[Haskell-cafe] Some thoughts on Type-Directed Name Resolution -record update

Sat Feb 11 01:13:07 CET 2012

On 10/02/2012 03:22, Donn Cave wrote:
>    modifyRecord :: RecordType r =>  (a ->  a) ->  (r ->  a) ->  r ->  r

>    data Config { tempo :: Int, ...}
>    f = modifyRecord tempo (+20)

I'm hoping I missed something, and that you don't intend the "(r -> a)" 
part of this in particular to be taken literally.

If you intend something to be used as a field identifier, you should 
give it a type that says that. A function (r -> a) could be anything - 
even a use of const that ignores the value for r. Having a type class 
for field ids, parameterized by the record type and the field type, 
would make more sense. Having that, you could treat a record a bit like 
an IORef - use polymorphic read, write and modify functions. "Like an 
IORef" doesn't mean mutability, of course.

Personally, though, I still quite like the existing update notation, at 
least for updating multiple fields at once. Some tweaks could be nice - 
particularly for taking an (a -> a) function rather than an (a) value 
for each field.

What I might do (note - spelling choices not sanity checked).

data MyRecordT = MyRec {= field01 :: Int, field02 :: Int =}
   --  New notation to avoid breaking changes where old notation is used.
   --  This notation should not provide module-level field access functions.

example_read_1 :: FieldID MyRecordT Int -> MyRecordT -> Int
example_read_1 fid r = readRec fid r

example_read_2 :: MyRecordT -> Int
example_read_2 = readRec MyRecordT.field01
   --  This differs from my earlier <typename>.<fieldname> gives field
   --  access function idea. More clutter here, but for a reason.

example_read_3 :: MyRecordT -> Int
example_read_3 r = readRec MyRec.field01 r
   --  This would only match field01 in the MyRec constructor case, even
   --  if there were other constructors for the same type.
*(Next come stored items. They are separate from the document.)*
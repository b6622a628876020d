//! Document store: an id-keyed JSON store with optimistic revision
//! concurrency. A write must carry the revision it read, or it loses to
//! whoever wrote in between; the batch saver recovers from one conflict per
//! document by re-fetching and retrying once.

use std::path::Path;

use anyhow::{Context, Result};
use rusqlite::Connection;
use serde_json::Value;
use tracing::{info, warn};

pub struct DocumentStore {
    conn: Connection,
}

#[derive(Debug)]
pub enum UpsertOutcome {
    Stored { rev: String },
    Conflict,
}

#[derive(Debug)]
pub struct StoredDoc {
    pub rev: String,
    pub body: Value,
}

#[derive(Debug, Default)]
pub struct SaveStats {
    pub saved: usize,
    pub recovered: usize,
    pub conflicts: usize,
}

impl DocumentStore {
    pub fn open(path: &Path) -> Result<DocumentStore> {
        if let Some(parent) = path.parent() {
            if !parent.as_os_str().is_empty() {
                std::fs::create_dir_all(parent)
                    .with_context(|| format!("db: can't create {}", parent.display()))?;
            }
        }
        let conn = Connection::open(path)?;
        conn.execute_batch("PRAGMA journal_mode=WAL; PRAGMA foreign_keys=ON;")?;
        conn.execute_batch(
            "
            CREATE TABLE IF NOT EXISTS documents (
                id         TEXT PRIMARY KEY,
                rev        INTEGER NOT NULL,
                body       TEXT NOT NULL,
                updated_at TEXT NOT NULL DEFAULT (datetime('now'))
            );
            ",
        )?;
        Ok(DocumentStore { conn })
    }

    pub fn get(&self, id: &str) -> Result<Option<StoredDoc>> {
        let mut stmt = self.conn.prepare("SELECT rev, body FROM documents WHERE id = ?1")?;
        let mut rows = stmt.query_map([id], |row| {
            Ok((row.get::<_, i64>(0)?, row.get::<_, String>(1)?))
        })?;
        match rows.next() {
            Some(row) => {
                let (rev, body) = row?;
                Ok(Some(StoredDoc {
                    rev: rev.to_string(),
                    body: serde_json::from_str(&body).unwrap_or(Value::Null),
                }))
            }
            None => Ok(None),
        }
    }

    /// Insert when absent; update only when the expected revision matches the
    /// stored one. Everything else is a conflict for the caller to resolve.
    pub fn put(&self, id: &str, expected_rev: Option<&str>, body: &Value) -> Result<UpsertOutcome> {
        let body_text = serde_json::to_string(body)?;
        let inserted = self.conn.execute(
            "INSERT INTO documents (id, rev, body) VALUES (?1, 1, ?2)
             ON CONFLICT(id) DO NOTHING",
            rusqlite::params![id, body_text],
        )?;
        if inserted == 1 {
            return Ok(UpsertOutcome::Stored { rev: "1".to_string() });
        }
        if let Some(rev) = expected_rev.and_then(|r| r.parse::<i64>().ok()) {
            let updated = self.conn.execute(
                "UPDATE documents
                 SET rev = rev + 1, body = ?2, updated_at = datetime('now')
                 WHERE id = ?1 AND rev = ?3",
                rusqlite::params![id, body_text, rev],
            )?;
            if updated == 1 {
                return Ok(UpsertOutcome::Stored { rev: (rev + 1).to_string() });
            }
        }
        Ok(UpsertOutcome::Conflict)
    }

    /// Bulk upsert with one re-fetch-and-retry per conflicting document. A
    /// conflict that survives the retry is reported and the batch continues.
    pub fn save_all(&self, docs: Vec<(String, Option<String>, Value)>) -> Result<SaveStats> {
        info!("db: storing {} doc(s)", docs.len());
        let mut stats = SaveStats::default();
        self.conn.execute("BEGIN TRANSACTION", [])?;
        for (id, rev, body) in docs {
            match self.put(&id, rev.as_deref(), &body)? {
                UpsertOutcome::Stored { .. } => stats.saved += 1,
                UpsertOutcome::Conflict => {
                    let current_rev = self.get(&id)?.map(|d| d.rev);
                    match self.put(&id, current_rev.as_deref(), &body)? {
                        UpsertOutcome::Stored { .. } => {
                            stats.saved += 1;
                            stats.recovered += 1;
                        }
                        UpsertOutcome::Conflict => {
                            warn!("db: conflict persists for {}", id);
                            stats.conflicts += 1;
                        }
                    }
                }
            }
        }
        self.conn.execute("COMMIT", [])?;
        Ok(stats)
    }

    /// Every stored content document (identified by provenance) with its id
    /// and revision.
    pub fn all_content(&self) -> Result<Vec<(String, String, Value)>> {
        let mut stmt = self.conn.prepare("SELECT id, rev, body FROM documents")?;
        let rows = stmt
            .query_map([], |row| {
                Ok((
                    row.get::<_, String>(0)?,
                    row.get::<_, i64>(1)?,
                    row.get::<_, String>(2)?,
                ))
            })?
            .collect::<Result<Vec<_>, _>>()?;
        let mut out = Vec::new();
        for (id, rev, body) in rows {
            let Ok(body) = serde_json::from_str::<Value>(&body) else { continue };
            if body.get("document_id").is_some() {
                out.push((id, rev.to_string(), body));
            }
        }
        Ok(out)
    }

    pub fn counts_by_type(&self) -> Result<Vec<(String, usize)>> {
        let mut stmt = self.conn.prepare("SELECT body FROM documents")?;
        let rows = stmt
            .query_map([], |row| row.get::<_, String>(0))?
            .collect::<Result<Vec<_>, _>>()?;
        let mut counts: std::collections::BTreeMap<String, usize> = Default::default();
        for body in rows {
            let Ok(body) = serde_json::from_str::<Value>(&body) else { continue };
            if let Some(kind) = body.get("type").and_then(Value::as_str) {
                *counts.entry(kind.to_string()).or_default() += 1;
            }
        }
        Ok(counts.into_iter().collect())
    }

    pub fn clear(&self) -> Result<()> {
        self.conn.execute("DELETE FROM documents", [])?;
        Ok(())
    }
}

/// Remove the database and its WAL sidecars.
pub fn destroy(path: &Path) -> Result<()> {
    for suffix in ["", "-wal", "-shm"] {
        let mut file = path.as_os_str().to_owned();
        file.push(suffix);
        match std::fs::remove_file(Path::new(&file)) {
            Ok(()) => {}
            Err(e) if e.kind() == std::io::ErrorKind::NotFound => {}
            Err(e) => return Err(e).with_context(|| format!("db: can't delete {}", path.display())),
        }
    }
    Ok(())
}

// ── Tests ──

#[cfg(test)]
mod tests {
    use super::*;
    use serde_json::json;

    fn store() -> DocumentStore {
        let conn = Connection::open_in_memory().unwrap();
        conn.execute_batch(
            "CREATE TABLE documents (
                id TEXT PRIMARY KEY,
                rev INTEGER NOT NULL,
                body TEXT NOT NULL,
                updated_at TEXT NOT NULL DEFAULT (datetime('now'))
            );",
        )
        .unwrap();
        DocumentStore { conn }
    }

    #[test]
    fn put_then_get_roundtrips() {
        let store = store();
        let body = json!({"type": "tactic", "slug": "boycott", "title": "Boycott"});
        let outcome = store.put("tactic:boycott", None, &body).unwrap();
        assert!(matches!(outcome, UpsertOutcome::Stored { ref rev } if rev == "1"));
        let stored = store.get("tactic:boycott").unwrap().unwrap();
        assert_eq!(stored.rev, "1");
        assert_eq!(stored.body["title"], "Boycott");
    }

    #[test]
    fn stale_revision_conflicts() {
        let store = store();
        let body = json!({"x": 1});
        store.put("tactic:boycott", None, &body).unwrap();
        // A write without the current revision loses
        assert!(matches!(
            store.put("tactic:boycott", None, &body).unwrap(),
            UpsertOutcome::Conflict
        ));
        assert!(matches!(
            store.put("tactic:boycott", Some("99"), &body).unwrap(),
            UpsertOutcome::Conflict
        ));
        // The matching revision wins and bumps
        assert!(matches!(
            store.put("tactic:boycott", Some("1"), &body).unwrap(),
            UpsertOutcome::Stored { ref rev } if rev == "2"
        ));
    }

    #[test]
    fn save_all_retries_conflicts_once() {
        let store = store();
        store.put("tactic:boycott", None, &json!({"v": "old"})).unwrap();
        // No revision supplied: first put conflicts, the retry re-fetches
        // rev 1 and succeeds
        let stats = store
            .save_all(vec![("tactic:boycott".to_string(), None, json!({"v": "new"}))])
            .unwrap();
        assert_eq!(stats.saved, 1);
        assert_eq!(stats.recovered, 1);
        assert_eq!(stats.conflicts, 0);
        let stored = store.get("tactic:boycott").unwrap().unwrap();
        assert_eq!(stored.rev, "2");
        assert_eq!(stored.body["v"], "new");
    }

    #[test]
    fn opaque_garbage_revision_never_panics() {
        let store = store();
        store.put("a", None, &json!({})).unwrap();
        assert!(matches!(
            store.put("a", Some("not-a-rev"), &json!({})).unwrap(),
            UpsertOutcome::Conflict
        ));
    }

    #[test]
    fn all_content_skips_non_content_docs() {
        let store = store();
        store.put("config:api", None, &json!({"type": "config"})).unwrap();
        store
            .put("tactic:boycott", None, &json!({"type": "tactic", "document_id": "d1"}))
            .unwrap();
        let content = store.all_content().unwrap();
        assert_eq!(content.len(), 1);
        assert_eq!(content[0].0, "tactic:boycott");
    }

    #[test]
    fn counts_by_type_groups() {
        let store = store();
        store.put("tactic:a", None, &json!({"type": "tactic"})).unwrap();
        store.put("tactic:b", None, &json!({"type": "tactic"})).unwrap();
        store.put("story:c", None, &json!({"type": "story"})).unwrap();
        let counts = store.counts_by_type().unwrap();
        assert_eq!(counts, vec![("story".to_string(), 1), ("tactic".to_string(), 2)]);
    }
}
The same type as
   --  MyRecordT.field01, but a different value.

example_read_4 :: MyRecordT -> Int
example_read_4 r = r.field01
   --  Direct read of a field in a known record value is a common case,
   --  and avoiding the explicit readRec avoids clutter.

example_modify_1 :: FieldID MyRecordT Int -> (Int -> Int) -> MyRecordT 
-> MyRecordT
example_modify_1 fid fun r = modifyRec fid fun r
   --  For longhand, support modifyRec and writeRec functions

example_modify_2 :: MyRecordT-> (Int -> Int)-> MyRecordT
example_modify_2 r fun = r { field01 fun, field02 (+field01) }
   --  First item of each pair indicates field. Lack of = indicates use 
a function.
   --  Within the braces, all the functions (second item each pair) see 
an environment
   --  containing all field names, referring to the original value of 
the record.
   --  Pair doesn't mean tuple here - just two subexpressions separated 
by whitespace.
   --  Maybe <- or <-> separator would be better instead.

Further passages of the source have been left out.